Ordonnance du 23 février 2006, Piau / Commission (C-171/05 P, Rec._p._I-37*) (cf. point 37)

21. Concurrence - Position dominante - Abus - Notion - Notion objective visant les comportements de nature à influencer la structure du marché et ayant pour effet de faire obstacle au maintien ou au développement de la concurrence - Conclusion à la demande des cocontractants de l'entreprise en situation de position dominante des contrats participant d'un abus - Absence d'incidence sur la qualification de pratique abusive

La notion d'exploitation abusive d'une position dominante est une notion objective qui vise les comportements d'une entreprise en position dominante qui sont de nature à influencer la structure d'un marché où, à la suite précisément de la présence de l'entreprise en question, le degré de concurrence est déjà affaibli et qui ont pour effet de faire obstacle, par le recours à des moyens différents de ceux qui gouvernent une compétition normale des produits ou services sur la base des prestations des opérateurs économiques, au maintien du degré de concurrence existant encore sur le marché ou au développement de cette concurrence. À cet égard, le fait que des contrats ont été conclus à la demande des cocontractants de l'entreprise en situation de position dominante n'est pas de nature à écarter cette qualification.

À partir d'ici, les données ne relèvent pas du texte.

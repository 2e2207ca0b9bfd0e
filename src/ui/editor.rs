use crate::constants::{EDITOR_TITLE_PREFIX, EDITOR_WINDOW_HEIGHT, EDITOR_WINDOW_WIDTH};
use crate::note::Note;
use crate::state::AppState;
use crate::ui::file_ops::connect_save_button;
use adw::prelude::*;
use adw::{HeaderBar, WindowTitle};
use gtk4::{Box, Button, Orientation, PolicyType, ScrolledWindow, Spinner, TextView, WrapMode};
use std::cell::RefCell;
use std::rc::Rc;

pub fn buffer_to_string(buffer: &gtk4::TextBuffer) -> String {
    let (start, end) = buffer.bounds();
    buffer.text(&start, &end, false).to_string()
}

pub fn editor_title(note: &Note) -> String {
    format!("{} - {}", EDITOR_TITLE_PREFIX, note.display_name())
}

/// Creates the note text view: monospace, word wrapped, with the vertical
/// scrollbar always shown.
pub fn create_text_view() -> (TextView, ScrolledWindow) {
    let text_view = TextView::builder()
        .monospace(true)
        .wrap_mode(WrapMode::WordChar)
        .left_margin(8)
        .right_margin(8)
        .top_margin(8)
        .bottom_margin(8)
        .build();

    let scroll = ScrolledWindow::builder()
        .child(&text_view)
        .hscrollbar_policy(PolicyType::Never)
        .vscrollbar_policy(PolicyType::Always)
        .hexpand(true)
        .vexpand(true)
        .build();

    (text_view, scroll)
}

/// Opens an editor window for `note`. The window closes itself after a
/// successful save.
pub fn open_note_editor(
    parent: &adw::ApplicationWindow,
    state: Rc<RefCell<AppState>>,
    note: Note,
) {
    let title = editor_title(&note);
    let window = adw::Window::builder()
        .transient_for(parent)
        .default_width(EDITOR_WINDOW_WIDTH)
        .default_height(EDITOR_WINDOW_HEIGHT)
        .title(title.as_str())
        .build();

    let content_box = Box::new(Orientation::Vertical, 0);
    window.set_content(Some(&content_box));

    let header_bar = HeaderBar::new();
    header_bar.set_title_widget(Some(&WindowTitle::new(&title, "")));
    content_box.append(&header_bar);

    let (text_view, scroll) = create_text_view();
    content_box.append(&scroll);

    let buffer = text_view.buffer();
    buffer.set_text(&note.content);

    let button_box = Box::new(Orientation::Horizontal, 8);
    button_box.set_halign(gtk4::Align::Center);
    button_box.set_margin_top(8);
    button_box.set_margin_bottom(8);

    let spinner = Spinner::new();
    let save_btn = Button::builder()
        .label("Save Note")
        .tooltip_text("Save and close")
        .build();
    save_btn.add_css_class("suggested-action");
    save_btn.add_css_class("pill");

    button_box.append(&spinner);
    button_box.append(&save_btn);
    content_box.append(&button_box);

    tracing::info!("Opened editor for {}", note.display_name());
    let note = Rc::new(RefCell::new(note));
    connect_save_button(&save_btn, &spinner, &window, &buffer, state, note);

    window.present();
    text_view.grab_focus();
}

Ordonnance du 28 septembre 2006, Unilever Bestfoods (anciennement Van den Bergh Foods) / Commission (C-552/03 P, Rec._p._I-9091) (cf. point 129)

22. Concurrence - Position dominante - Obligations incombant à l'entreprise dominante - Possibilité pour l'entreprise en position dominante de préserver ses intérêts commerciaux, à condition de ne pas renforcer sa position dominante ni d'en abuser - Droit d'alignement d'une entreprise dominante sur les prix de la concurrence aboutissant à justifier le recours à des prix prédateurs - Absence

Il ne saurait être affirmé que le droit d'alignement d'une entreprise dominante sur les prix de la concurrence est absolu et qu'il a été reconnu comme tel par la Commission dans sa pratique décisionnelle et par la jurisprudence, spécialement lorsque ce droit aboutirait à justifier le recours à des prix prédateurs interdits par ailleurs par le traité. Si une position dominante ne saurait priver une entreprise se trouvant dans une telle position du droit de préserver ses propres intérêts commerciaux, lorsque ceux-ci sont menacés, et s'il faut lui accorder, dans une mesure raisonnable, la faculté d'accomplir les actes qu'elle juge appropriés en vue de protéger lesdits intérêts, l'on ne peut admettre de tels comportements lorsqu'ils ont précisément pour objet de renforcer cette position dominante et d'en abuser.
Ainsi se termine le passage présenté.